Praise for Cole Kazdin:
As much a personal story as an examination of body anxiety...Kazdin's painful honesty is leavened with humor and irony. --Kirkus (starred review)
A must read. Kazdin recounts her own struggle, and surrounds it with robust research and stories on the incredible prevalence and toll of body dissatisfaction, preoccupation with food, and eating disorders. She beautifully and tragically encapsulates how almost all of us are negatively affected by the toxic diet culture that we live in, how that makes full recovery so elusive to most, and how we can start to fight back. --Kristina Saffran, co-founder and CEO of Equip Health and co-founder of Project HEAL
What's Eating Us takes seriously the lethality of eating disorders, a fact that is distressingly absent from most of the discourse on the subject. With disarming honesty and sparkling wit, Kazdin shares her own history with disordered eating, setting it alongside the experience of women she interviewed across the country. What the stories collectively demonstrate is that while the billion dollar diet industry will never have our backs, there is hope in new treatments and in stories like Kazdin's. What's Eating Us is a vital contribution to the literature on disordered eating, and a must-read for anyone hungry for real data and hard-boiled hope on the subject of eating, diets, and wellness.

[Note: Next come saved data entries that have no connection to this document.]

use std::collections::BTreeSet;

use chrono::NaiveDate;
use serde::Serialize;

// ---------------------------------------------------------------------------
// Row – one order line
// ---------------------------------------------------------------------------

/// A single order line (one row of the source CSV).
#[derive(Debug, Clone, PartialEq)]
pub struct Row {
    /// `Sales` column.
    pub sale_amount: f64,
    /// `Profit` column – may be negative.
    pub profit: f64,
    pub category: String,
    pub region: String,
    pub product_name: String,
    pub state: String,
    /// `Order Date` column, when the source carries one.
    pub order_date: Option<NaiveDate>,
}

// ---------------------------------------------------------------------------
// Table – the complete loaded dataset
// ---------------------------------------------------------------------------

/// An immutable, ordered collection of rows sharing one schema.
#[derive(Debug, Clone, Default, PartialEq)]
pub struct Table {
    rows: Vec<Row>,
    has_order_date: bool,
}

impl Table {
    pub fn new(rows: Vec<Row>, has_order_date: bool) -> Self {
        Table {
            rows,
            has_order_date,
        }
    }

    /// All rows, in source order.
    pub fn rows(&self) -> &[Row] {
        &self.rows
    }

    /// Whether the source had an `Order Date` column.
    pub fn has_order_date(&self) -> bool {
        self.has_order_date
    }

    /// Number of rows.
    pub fn len(&self) -> usize {
        self.rows.len()
    }

    /// Whether the table is empty.
    pub fn is_empty(&self) -> bool {
        self.rows.is_empty()
    }

    /// Sorted set of distinct regions.
    pub fn regions(&self) -> BTreeSet<String> {
        self.rows.iter().map(|r| r.region.clone()).collect()
    }

    /// Sorted set of distinct categories.
    pub fn categories(&self) -> BTreeSet<String> {
        self.rows.iter().map(|r| r.category.clone()).collect()
    }

    /// Earliest and latest order date, if any row has one.
    pub fn date_bounds(&self) -> Option<(NaiveDate, NaiveDate)> {
        let mut dates = self.rows.iter().filter_map(|r| r.order_date);
        let first = dates.next()?;
        Some(dates.fold((first, first), |(lo, hi), d| (lo.min(d), hi.max(d))))
    }
}

// ---------------------------------------------------------------------------
// Aggregation output
// ---------------------------------------------------------------------------

/// One bar of a ranked grouping.
#[derive(Debug, Clone, PartialEq, Serialize)]
pub struct RankedEntry {
    pub key: String,
    pub value: f64,
}

/// Ranked `(key, value)` pairs, sorted by value descending.
pub type Ranking = Vec<RankedEntry>;

/// Everything the dashboard renders for one (table, filter) pair.
#[derive(Debug, Clone, Default, PartialEq, Serialize)]
pub struct AggregationResult {
    pub total_sales: f64,
    pub total_profit: f64,
    pub total_orders: usize,
    pub sales_by_category: Ranking,
    pub profit_by_region: Ranking,
    pub top10_profit_by_product: Ranking,
    pub sales_by_state: Ranking,
}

--Christie Tate, New York Times bestselling author of Group
You think you know everything about dieting and food disorders and then this book comes along! The picture Kazdin paints is shocking. If you think this does not apply to you, you should know that ninety percent of women in America are dissatisfied with their bodies. In fact, this dissatisfaction is so prevalent scientists have called it "normative discontent". So, there is a ninety percent chance the information in this book applies to you. You will find that diets don't work--they are designed to fail and then the companies have repeat customers. Kazdin explores why huge amounts of government and private money goes into the "obesity epidemic", but hardly any goes into eating disorders. This is a lively and informative book.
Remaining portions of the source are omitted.